Your assignment. Go over the lines below, and when one contains the word "Five", copy it.

Data shown.
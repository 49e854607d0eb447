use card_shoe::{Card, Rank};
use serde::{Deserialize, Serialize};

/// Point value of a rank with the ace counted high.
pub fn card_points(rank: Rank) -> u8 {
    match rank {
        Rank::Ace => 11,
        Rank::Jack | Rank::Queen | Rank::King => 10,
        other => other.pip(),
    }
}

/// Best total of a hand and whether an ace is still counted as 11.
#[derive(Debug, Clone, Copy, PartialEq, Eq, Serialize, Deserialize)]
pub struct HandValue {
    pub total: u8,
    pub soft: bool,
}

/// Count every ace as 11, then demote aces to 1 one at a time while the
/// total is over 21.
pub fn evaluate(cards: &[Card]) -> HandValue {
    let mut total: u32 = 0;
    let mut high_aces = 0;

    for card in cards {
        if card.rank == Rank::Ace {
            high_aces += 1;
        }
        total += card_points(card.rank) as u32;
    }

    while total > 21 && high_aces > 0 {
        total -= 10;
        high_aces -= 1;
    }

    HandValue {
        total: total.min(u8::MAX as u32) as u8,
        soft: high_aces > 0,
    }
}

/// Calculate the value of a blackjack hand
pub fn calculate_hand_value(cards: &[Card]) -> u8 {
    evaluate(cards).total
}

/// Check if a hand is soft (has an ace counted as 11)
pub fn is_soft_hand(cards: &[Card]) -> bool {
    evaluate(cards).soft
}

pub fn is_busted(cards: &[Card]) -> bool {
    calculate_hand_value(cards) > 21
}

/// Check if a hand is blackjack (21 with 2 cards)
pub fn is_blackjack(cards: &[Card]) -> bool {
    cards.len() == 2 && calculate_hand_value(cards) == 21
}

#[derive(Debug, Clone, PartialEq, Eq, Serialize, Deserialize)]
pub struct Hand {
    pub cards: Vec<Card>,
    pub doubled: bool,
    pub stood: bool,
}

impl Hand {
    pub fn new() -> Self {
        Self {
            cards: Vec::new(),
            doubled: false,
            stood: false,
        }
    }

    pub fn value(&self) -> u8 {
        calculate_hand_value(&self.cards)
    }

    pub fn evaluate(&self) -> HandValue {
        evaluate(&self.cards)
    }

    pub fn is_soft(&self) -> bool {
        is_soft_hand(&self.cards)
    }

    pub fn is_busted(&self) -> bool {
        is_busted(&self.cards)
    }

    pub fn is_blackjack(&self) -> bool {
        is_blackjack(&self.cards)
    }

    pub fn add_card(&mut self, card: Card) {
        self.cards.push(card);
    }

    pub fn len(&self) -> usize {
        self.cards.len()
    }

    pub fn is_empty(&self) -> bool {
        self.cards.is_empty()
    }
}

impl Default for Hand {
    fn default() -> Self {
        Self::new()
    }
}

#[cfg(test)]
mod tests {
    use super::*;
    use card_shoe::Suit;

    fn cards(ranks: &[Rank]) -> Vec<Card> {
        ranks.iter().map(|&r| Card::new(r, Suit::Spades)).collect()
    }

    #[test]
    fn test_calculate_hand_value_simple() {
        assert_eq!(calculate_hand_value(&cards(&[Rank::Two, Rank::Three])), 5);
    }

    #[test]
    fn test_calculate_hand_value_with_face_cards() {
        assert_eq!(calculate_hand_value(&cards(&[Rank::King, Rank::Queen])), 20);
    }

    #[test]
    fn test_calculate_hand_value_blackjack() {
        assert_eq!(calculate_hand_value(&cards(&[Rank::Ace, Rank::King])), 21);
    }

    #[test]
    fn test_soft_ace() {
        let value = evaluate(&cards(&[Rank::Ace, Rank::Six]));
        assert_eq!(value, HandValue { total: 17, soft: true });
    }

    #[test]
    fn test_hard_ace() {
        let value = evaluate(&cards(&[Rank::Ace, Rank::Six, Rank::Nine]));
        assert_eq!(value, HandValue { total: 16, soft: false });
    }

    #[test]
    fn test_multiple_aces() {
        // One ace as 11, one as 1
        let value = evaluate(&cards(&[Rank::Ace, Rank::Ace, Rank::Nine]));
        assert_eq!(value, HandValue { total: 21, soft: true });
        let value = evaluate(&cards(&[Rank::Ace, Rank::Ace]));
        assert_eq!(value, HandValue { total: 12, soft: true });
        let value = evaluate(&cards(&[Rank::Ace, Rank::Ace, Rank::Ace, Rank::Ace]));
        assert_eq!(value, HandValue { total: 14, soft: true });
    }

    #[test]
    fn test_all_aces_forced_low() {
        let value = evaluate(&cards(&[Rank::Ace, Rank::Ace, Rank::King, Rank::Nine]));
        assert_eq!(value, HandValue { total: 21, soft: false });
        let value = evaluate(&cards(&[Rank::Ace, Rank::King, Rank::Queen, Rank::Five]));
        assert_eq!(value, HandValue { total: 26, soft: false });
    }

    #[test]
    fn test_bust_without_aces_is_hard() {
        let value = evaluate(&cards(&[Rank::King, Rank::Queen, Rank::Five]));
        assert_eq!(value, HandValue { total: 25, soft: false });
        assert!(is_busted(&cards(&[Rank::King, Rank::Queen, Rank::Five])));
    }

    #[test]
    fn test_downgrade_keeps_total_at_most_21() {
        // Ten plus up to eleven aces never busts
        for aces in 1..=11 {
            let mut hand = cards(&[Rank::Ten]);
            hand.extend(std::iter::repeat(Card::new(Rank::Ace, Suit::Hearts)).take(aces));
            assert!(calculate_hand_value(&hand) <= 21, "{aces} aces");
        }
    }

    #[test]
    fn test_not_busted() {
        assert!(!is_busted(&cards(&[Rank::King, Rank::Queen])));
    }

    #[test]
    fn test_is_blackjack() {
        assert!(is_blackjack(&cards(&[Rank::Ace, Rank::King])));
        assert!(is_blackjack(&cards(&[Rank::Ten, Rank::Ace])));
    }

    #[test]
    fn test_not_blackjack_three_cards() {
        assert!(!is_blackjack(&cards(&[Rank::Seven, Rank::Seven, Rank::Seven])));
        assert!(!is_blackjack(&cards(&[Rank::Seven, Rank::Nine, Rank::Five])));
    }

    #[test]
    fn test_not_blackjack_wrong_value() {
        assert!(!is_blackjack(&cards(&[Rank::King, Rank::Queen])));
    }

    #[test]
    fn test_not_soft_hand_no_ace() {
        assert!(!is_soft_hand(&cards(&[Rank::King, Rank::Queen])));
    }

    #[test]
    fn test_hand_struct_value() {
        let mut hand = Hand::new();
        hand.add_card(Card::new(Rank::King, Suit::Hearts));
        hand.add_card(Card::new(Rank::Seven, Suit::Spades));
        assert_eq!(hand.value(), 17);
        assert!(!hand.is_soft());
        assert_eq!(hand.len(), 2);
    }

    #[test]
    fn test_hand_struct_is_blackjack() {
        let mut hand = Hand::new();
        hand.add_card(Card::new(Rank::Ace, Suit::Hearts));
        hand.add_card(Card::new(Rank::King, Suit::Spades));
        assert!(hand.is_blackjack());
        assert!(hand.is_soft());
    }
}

Output of the exercise.
        let value = evaluate(&cards(&[Rank::Ace, Rank::King, Rank::Queen, Rank::Five]));
        let value = evaluate(&cards(&[Rank::King, Rank::Queen, Rank::Five]));
        assert!(is_busted(&cards(&[Rank::King, Rank::Queen, Rank::Five])));
        assert!(!is_blackjack(&cards(&[Rank::Seven, Rank::Nine, Rank::Five])));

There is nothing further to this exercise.